◆ **What you have to do**: Wherever a line of the listing holds the string "warn", copy that line.

◆ **Source data**:

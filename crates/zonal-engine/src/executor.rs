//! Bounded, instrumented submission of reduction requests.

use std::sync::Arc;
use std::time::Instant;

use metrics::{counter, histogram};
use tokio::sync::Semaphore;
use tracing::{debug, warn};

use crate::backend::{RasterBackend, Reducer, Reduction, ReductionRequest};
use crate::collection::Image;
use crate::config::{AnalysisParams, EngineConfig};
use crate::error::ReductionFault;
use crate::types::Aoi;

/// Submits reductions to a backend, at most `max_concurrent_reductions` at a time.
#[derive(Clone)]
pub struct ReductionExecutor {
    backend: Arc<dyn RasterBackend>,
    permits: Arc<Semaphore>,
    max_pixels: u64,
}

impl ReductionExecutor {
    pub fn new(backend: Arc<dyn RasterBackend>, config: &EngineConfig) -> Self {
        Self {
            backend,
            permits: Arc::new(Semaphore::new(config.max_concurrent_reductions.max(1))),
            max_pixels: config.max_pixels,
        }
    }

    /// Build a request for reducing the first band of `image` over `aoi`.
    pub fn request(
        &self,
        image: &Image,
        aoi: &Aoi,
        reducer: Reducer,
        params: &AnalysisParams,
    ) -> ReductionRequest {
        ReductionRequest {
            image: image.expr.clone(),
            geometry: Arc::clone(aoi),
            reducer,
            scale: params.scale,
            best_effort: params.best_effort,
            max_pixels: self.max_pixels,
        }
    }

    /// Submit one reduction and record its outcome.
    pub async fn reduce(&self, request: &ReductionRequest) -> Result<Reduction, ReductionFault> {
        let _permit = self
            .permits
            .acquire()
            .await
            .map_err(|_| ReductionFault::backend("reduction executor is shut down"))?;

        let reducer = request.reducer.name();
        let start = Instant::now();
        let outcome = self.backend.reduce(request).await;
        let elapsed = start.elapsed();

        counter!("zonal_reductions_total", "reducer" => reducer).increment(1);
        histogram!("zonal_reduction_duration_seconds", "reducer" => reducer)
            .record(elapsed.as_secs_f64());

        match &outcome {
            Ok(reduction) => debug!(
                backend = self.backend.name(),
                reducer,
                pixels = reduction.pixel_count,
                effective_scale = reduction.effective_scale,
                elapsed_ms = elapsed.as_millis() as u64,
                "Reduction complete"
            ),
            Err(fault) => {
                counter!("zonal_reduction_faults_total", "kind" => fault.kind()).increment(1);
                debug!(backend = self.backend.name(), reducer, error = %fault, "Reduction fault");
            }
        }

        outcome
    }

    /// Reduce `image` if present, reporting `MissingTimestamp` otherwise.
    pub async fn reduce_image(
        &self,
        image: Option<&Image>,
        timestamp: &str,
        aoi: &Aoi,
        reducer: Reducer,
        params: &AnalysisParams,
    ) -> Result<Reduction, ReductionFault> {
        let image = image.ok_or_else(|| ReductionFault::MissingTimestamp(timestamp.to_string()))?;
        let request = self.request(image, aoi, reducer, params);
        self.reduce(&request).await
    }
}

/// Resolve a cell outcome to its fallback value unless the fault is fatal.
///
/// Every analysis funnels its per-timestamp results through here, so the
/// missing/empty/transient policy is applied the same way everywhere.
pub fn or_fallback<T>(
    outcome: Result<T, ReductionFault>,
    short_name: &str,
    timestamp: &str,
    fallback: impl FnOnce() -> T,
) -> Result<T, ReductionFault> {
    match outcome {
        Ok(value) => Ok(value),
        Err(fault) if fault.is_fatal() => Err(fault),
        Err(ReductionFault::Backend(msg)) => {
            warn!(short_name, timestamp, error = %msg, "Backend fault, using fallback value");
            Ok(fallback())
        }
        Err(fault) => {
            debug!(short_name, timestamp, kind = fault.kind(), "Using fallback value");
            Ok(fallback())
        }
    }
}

◆ **Task result**:
use tracing::{debug, warn};
            warn!(short_name, timestamp, error = %msg, "Backend fault, using fallback value");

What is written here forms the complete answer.